Systemic risk events like these, caused or worsened by climate change, could manifest at virtually any time. The likelihood of such events is also increasing as climate change progresses.
Strong Business Case for Tackling Systemic Climate Risks
The literature looking at systemic business risks associated with climate change is growing rapidly. The Bank for International Settlements’ recent report on so-called green swans, for example, argues for a proactive role for banking in anticipating and mitigating climate change-induced systemic risks.
The business risk management rationale for engaging at all levels in working to tackle climate-related systemic risks is even more solid than is the case for COVID-19. First, business activities in the power, transportation and building sectors account for a large fraction of the greenhouse gas emissions over time that are causing the climate to change. Unlike COVID-19, business is actively contributing to likelihood and severity of systemic risk events.
Second, imagine if investigative reporting were to reveal that business interests had actively interfered with pandemic preparedness by lobbying against the necessary funding and could therefore be causally linked to the COVID-19 pandemic. There would be public outrage — and rightly so. Yet when it comes to climate change, business interests have a long history of obfuscating the nature and severity of the problem. Some business interests continue to oppose the adoption of policies and measures needed to mitigate climate change, as is well documented through the work of InfluenceMap in the United Kingdom.
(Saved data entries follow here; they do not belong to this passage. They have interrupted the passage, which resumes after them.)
//! quotesync - offline-first replication for a quoting database
//!
//! Each installation works against its own SQLite file and periodically
//! reconciles it with a shared master SQLite file on a network share.
//!
//! # Architecture
//!
//! - [`cli`] - Command-line interface using clap
//! - [`config`] - Configuration loading and validation
//! - [`model`] - Data types (Record, TableDescriptor, SyncRun)
//! - [`storage`] - SQLite store handles, migrations and the schema registry
//! - [`sync`] - The sync engine: probe, evolve, pull, push, journal
//! - [`error`] - Error types and handling

#![forbid(unsafe_code)]
#![warn(clippy::pedantic)]
#![allow(clippy::module_name_repetitions)]

pub mod cli;
pub mod config;
pub mod error;
pub mod model;
pub mod storage;
pub mod sync;

pub use error::{Error, Result};
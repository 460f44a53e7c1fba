//! Watch command implementation: the long-running host.
//!
//! Starts the scheduler, then waits for Ctrl-C and shuts the engine down.

use crate::config::SyncConfig;
use crate::error::{Error, Result};
use crate::sync::SyncEngine;

/// Execute the watch command.
///
/// # Errors
///
/// Returns an error if sync is disabled in the configuration, the engine
/// cannot start, or the signal handler cannot be installed.
pub fn execute(config: SyncConfig, interval: Option<u64>, json: bool) -> Result<()> {
    if !config.enabled {
        return Err(Error::Config(
            "sync is disabled (set \"enabled\": true in the config file)".into(),
        ));
    }

    let interval = interval.unwrap_or(config.interval_minutes);
    if interval == 0 {
        return Err(Error::InvalidArgument("--interval must be at least 1".into()));
    }

    let rt = super::runtime()?;
    let engine = SyncEngine::new(config)?;

    rt.block_on(async {
        engine.start_scheduled_sync(interval);
        if json {
            println!("{}", serde_json::to_string(&engine.get_status())?);
        } else {
            println!(
                "Syncing with {} every {interval} min. Press Ctrl-C to stop.",
                engine.config().remote_db.display()
            );
        }

        let signal = tokio::signal::ctrl_c().await;
        engine.cleanup();
        signal?;
        Ok::<(), Error>(())
    })?;

    if !json {
        println!("Stopped.");
    }
    Ok(())
}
Voluntary Initiatives Cannot Scale
But wait, you may say. Haven’t thousands of companies around the world committed to help tackle climate change through initiatives ranging from reducing their carbon footprints to adopting science-based targets, internal carbon pricing and going carbon-neutral? Certainly.
These and other measures, however, represent corporate social responsibility initiatives. Voluntary initiatives like these cannot scale to the systemic change required to mitigate climate change. As a climate change mitigation strategy, they represent “greenwishing,” at best, and “greenwashing” at worst.
Mitigating climate change and, thus, the business risks of future systemic climate risk events requires a rapid transition to a low-carbon economy.
That, in turn, requires a broad suite of policies and measures to guide business behavior in that direction. When it comes to policy advocacy for a rapid low-carbon transition, however, the business community is missing in action. Notwithstanding numerous CEO expressions of support for climate policies, for example, U.S. Senator Sheldon Whitehouse recently noted, “I am involved in a number of secret climate conversations with some of my Republican colleagues, but they can’t find a single corporation that will come out and say ‘I’ve got your back.’”
Get Engaged in Climate Policy
The failure of decision-makers to be prepared for the COVID-19 pandemic, after years of warnings from public health experts, will go down in history as an epic policy failure. In hindsight, and given the catastrophic business costs of the pandemic, it also reflects a failure of business risk management foresight and initiative.
There are lessons to be learned. Looking forward, business decision-makers need to recognize the growing business risks of climate change-induced systemic risk events. Given the role of business interests in contributing to climate change and the efforts to impede climate policy responses, whole sectors could lose their social license to operate.
Although it requires stepping outside their business comfort zones, companies should focus much more intensively on growing their climate policy footprints than on shrinking their carbon footprints. That’s what business risk management calls for in an era of climate change calls.